▸ PROBLEM
Keep to one stretch of the data below, the lines from the one with "Gemini-backed implementation of" up to and including the one with "at construction so", and return that stretch exactly.

(Stored data entries)
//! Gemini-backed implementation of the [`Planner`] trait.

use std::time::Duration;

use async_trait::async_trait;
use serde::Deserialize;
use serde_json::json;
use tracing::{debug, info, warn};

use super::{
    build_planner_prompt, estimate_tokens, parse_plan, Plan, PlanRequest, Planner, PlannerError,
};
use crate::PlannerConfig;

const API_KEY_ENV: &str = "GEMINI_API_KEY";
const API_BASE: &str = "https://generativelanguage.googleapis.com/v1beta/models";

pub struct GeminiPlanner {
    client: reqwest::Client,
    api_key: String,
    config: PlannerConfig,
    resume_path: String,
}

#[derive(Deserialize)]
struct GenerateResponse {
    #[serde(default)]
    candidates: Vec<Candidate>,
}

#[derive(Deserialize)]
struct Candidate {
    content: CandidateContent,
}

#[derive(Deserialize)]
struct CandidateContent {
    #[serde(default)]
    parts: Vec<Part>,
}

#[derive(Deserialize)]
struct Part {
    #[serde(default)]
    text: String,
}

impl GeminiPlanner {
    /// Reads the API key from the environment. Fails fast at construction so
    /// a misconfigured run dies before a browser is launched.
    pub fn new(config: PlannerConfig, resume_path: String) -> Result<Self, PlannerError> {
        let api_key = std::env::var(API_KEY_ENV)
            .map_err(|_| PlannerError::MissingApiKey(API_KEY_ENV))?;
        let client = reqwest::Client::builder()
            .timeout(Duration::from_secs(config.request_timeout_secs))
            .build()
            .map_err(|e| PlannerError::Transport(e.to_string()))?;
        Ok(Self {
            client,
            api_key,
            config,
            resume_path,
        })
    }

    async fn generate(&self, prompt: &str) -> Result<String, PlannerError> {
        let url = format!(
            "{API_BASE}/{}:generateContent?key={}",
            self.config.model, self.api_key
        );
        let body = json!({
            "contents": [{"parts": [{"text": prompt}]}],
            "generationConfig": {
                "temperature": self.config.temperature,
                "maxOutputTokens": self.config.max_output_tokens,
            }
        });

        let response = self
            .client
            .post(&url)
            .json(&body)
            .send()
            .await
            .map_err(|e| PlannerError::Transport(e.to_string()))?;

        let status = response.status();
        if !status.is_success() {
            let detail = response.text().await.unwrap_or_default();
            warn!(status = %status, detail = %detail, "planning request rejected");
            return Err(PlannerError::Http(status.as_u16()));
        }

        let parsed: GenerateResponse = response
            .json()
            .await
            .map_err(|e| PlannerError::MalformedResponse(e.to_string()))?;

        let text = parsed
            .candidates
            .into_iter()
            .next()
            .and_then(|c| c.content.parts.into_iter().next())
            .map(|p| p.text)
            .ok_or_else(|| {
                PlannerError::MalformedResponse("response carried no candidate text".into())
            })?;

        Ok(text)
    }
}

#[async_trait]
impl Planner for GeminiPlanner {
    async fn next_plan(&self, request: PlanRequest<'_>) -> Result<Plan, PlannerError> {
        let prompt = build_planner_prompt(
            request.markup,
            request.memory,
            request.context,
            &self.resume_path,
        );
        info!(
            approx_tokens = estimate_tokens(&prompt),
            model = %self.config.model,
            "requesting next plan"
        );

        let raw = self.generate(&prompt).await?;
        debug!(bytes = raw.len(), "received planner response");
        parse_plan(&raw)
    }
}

...

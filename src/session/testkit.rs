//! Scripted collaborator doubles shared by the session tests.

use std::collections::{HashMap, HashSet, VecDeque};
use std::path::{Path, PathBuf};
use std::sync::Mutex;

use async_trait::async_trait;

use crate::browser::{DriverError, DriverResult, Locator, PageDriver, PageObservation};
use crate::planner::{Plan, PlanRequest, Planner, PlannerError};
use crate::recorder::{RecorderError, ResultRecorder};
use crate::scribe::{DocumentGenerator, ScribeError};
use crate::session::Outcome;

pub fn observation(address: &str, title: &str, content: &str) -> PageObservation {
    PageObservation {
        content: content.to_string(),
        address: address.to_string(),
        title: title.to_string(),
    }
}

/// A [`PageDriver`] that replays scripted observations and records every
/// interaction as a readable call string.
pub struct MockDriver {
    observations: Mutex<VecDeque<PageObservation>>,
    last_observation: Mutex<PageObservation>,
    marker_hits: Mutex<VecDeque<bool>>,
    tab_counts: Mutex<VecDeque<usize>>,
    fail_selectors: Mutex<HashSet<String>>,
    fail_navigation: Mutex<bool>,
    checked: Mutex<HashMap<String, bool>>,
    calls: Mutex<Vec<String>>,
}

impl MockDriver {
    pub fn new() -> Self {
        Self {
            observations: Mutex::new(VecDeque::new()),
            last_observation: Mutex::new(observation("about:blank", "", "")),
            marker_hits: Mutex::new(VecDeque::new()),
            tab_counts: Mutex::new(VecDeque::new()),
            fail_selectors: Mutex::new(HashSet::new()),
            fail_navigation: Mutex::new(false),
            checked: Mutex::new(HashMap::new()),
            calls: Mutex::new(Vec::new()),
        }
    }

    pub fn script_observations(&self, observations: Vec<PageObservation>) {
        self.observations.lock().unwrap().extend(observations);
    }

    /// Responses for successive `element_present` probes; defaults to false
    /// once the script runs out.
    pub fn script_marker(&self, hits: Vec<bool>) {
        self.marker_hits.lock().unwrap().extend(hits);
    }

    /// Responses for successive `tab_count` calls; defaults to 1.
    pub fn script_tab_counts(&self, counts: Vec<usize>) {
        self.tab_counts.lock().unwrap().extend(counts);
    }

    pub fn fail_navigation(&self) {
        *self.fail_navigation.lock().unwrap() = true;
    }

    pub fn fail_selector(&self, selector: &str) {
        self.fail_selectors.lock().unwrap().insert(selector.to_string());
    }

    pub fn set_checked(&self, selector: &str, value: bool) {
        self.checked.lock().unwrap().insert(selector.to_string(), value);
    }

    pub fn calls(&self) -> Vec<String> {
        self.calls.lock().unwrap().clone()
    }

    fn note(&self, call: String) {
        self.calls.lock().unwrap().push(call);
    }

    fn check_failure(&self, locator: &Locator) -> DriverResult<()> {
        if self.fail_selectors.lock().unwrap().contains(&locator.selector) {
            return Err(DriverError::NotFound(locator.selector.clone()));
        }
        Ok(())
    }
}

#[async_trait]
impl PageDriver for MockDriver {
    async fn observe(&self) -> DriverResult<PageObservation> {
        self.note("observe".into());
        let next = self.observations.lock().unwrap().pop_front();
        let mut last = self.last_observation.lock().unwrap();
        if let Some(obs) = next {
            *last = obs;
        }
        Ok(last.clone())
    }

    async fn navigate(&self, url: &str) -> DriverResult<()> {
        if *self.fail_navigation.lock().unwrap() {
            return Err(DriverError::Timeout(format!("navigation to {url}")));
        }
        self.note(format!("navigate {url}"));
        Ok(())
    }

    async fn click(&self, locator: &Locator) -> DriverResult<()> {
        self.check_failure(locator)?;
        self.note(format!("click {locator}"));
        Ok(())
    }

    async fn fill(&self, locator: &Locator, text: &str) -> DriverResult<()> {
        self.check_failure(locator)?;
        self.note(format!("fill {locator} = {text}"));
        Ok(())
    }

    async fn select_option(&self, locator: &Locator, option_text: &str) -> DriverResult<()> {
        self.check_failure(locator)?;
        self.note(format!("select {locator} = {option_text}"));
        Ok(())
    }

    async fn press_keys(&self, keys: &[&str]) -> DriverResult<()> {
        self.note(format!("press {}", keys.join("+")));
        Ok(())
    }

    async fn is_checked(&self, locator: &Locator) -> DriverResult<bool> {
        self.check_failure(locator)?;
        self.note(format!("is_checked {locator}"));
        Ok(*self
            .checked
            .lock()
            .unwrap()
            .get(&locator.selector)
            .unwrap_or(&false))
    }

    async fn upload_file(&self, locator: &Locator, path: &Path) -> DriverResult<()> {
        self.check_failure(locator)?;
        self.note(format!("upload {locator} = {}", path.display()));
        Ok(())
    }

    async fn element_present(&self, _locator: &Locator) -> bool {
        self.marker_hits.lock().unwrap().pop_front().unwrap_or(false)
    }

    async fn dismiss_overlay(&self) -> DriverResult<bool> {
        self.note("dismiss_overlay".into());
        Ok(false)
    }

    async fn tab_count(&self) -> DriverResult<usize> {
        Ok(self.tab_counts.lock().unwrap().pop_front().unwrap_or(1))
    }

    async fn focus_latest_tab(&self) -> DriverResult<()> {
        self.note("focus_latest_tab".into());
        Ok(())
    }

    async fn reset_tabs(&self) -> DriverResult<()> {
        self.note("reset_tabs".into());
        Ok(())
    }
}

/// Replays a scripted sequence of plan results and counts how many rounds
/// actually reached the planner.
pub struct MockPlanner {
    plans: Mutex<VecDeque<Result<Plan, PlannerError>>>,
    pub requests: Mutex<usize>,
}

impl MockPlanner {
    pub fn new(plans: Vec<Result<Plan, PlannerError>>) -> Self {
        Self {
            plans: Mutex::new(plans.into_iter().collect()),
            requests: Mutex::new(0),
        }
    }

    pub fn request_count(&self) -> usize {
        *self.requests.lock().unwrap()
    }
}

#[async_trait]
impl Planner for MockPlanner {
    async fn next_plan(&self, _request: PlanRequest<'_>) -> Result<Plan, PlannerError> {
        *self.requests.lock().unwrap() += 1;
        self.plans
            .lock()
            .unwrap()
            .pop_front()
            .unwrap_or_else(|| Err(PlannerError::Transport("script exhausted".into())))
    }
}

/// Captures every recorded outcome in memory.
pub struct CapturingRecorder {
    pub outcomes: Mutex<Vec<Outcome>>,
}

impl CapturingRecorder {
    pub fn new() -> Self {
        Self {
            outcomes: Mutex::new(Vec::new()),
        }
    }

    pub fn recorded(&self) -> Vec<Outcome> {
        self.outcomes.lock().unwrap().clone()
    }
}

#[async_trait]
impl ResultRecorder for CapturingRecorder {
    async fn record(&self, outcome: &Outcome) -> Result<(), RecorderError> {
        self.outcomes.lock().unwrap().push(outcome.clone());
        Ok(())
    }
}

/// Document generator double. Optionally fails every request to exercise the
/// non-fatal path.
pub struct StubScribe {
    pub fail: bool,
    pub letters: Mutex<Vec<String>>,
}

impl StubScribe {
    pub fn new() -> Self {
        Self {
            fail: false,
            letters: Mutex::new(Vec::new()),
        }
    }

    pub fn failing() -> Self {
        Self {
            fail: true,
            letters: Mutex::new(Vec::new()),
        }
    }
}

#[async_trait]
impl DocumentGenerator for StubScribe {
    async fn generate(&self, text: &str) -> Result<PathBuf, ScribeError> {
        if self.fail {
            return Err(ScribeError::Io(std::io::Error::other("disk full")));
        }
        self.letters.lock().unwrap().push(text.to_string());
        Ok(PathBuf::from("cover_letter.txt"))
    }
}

▸ TASK RESPONSE
//! Gemini-backed implementation of the [`Planner`] trait.

use std::time::Duration;

use async_trait::async_trait;
use serde::Deserialize;
use serde_json::json;
use tracing::{debug, info, warn};

use super::{
    build_planner_prompt, estimate_tokens, parse_plan, Plan, PlanRequest, Planner, PlannerError,
};
use crate::PlannerConfig;

const API_KEY_ENV: &str = "GEMINI_API_KEY";
const API_BASE: &str = "https://generativelanguage.googleapis.com/v1beta/models";

pub struct GeminiPlanner {
    client: reqwest::Client,
    api_key: String,
    config: PlannerConfig,
    resume_path: String,
}

#[derive(Deserialize)]
struct GenerateResponse {
    #[serde(default)]
    candidates: Vec<Candidate>,
}

#[derive(Deserialize)]
struct Candidate {
    content: CandidateContent,
}

#[derive(Deserialize)]
struct CandidateContent {
    #[serde(default)]
    parts: Vec<Part>,
}

#[derive(Deserialize)]
struct Part {
    #[serde(default)]
    text: String,
}

impl GeminiPlanner {
    /// Reads the API key from the environment. Fails fast at construction so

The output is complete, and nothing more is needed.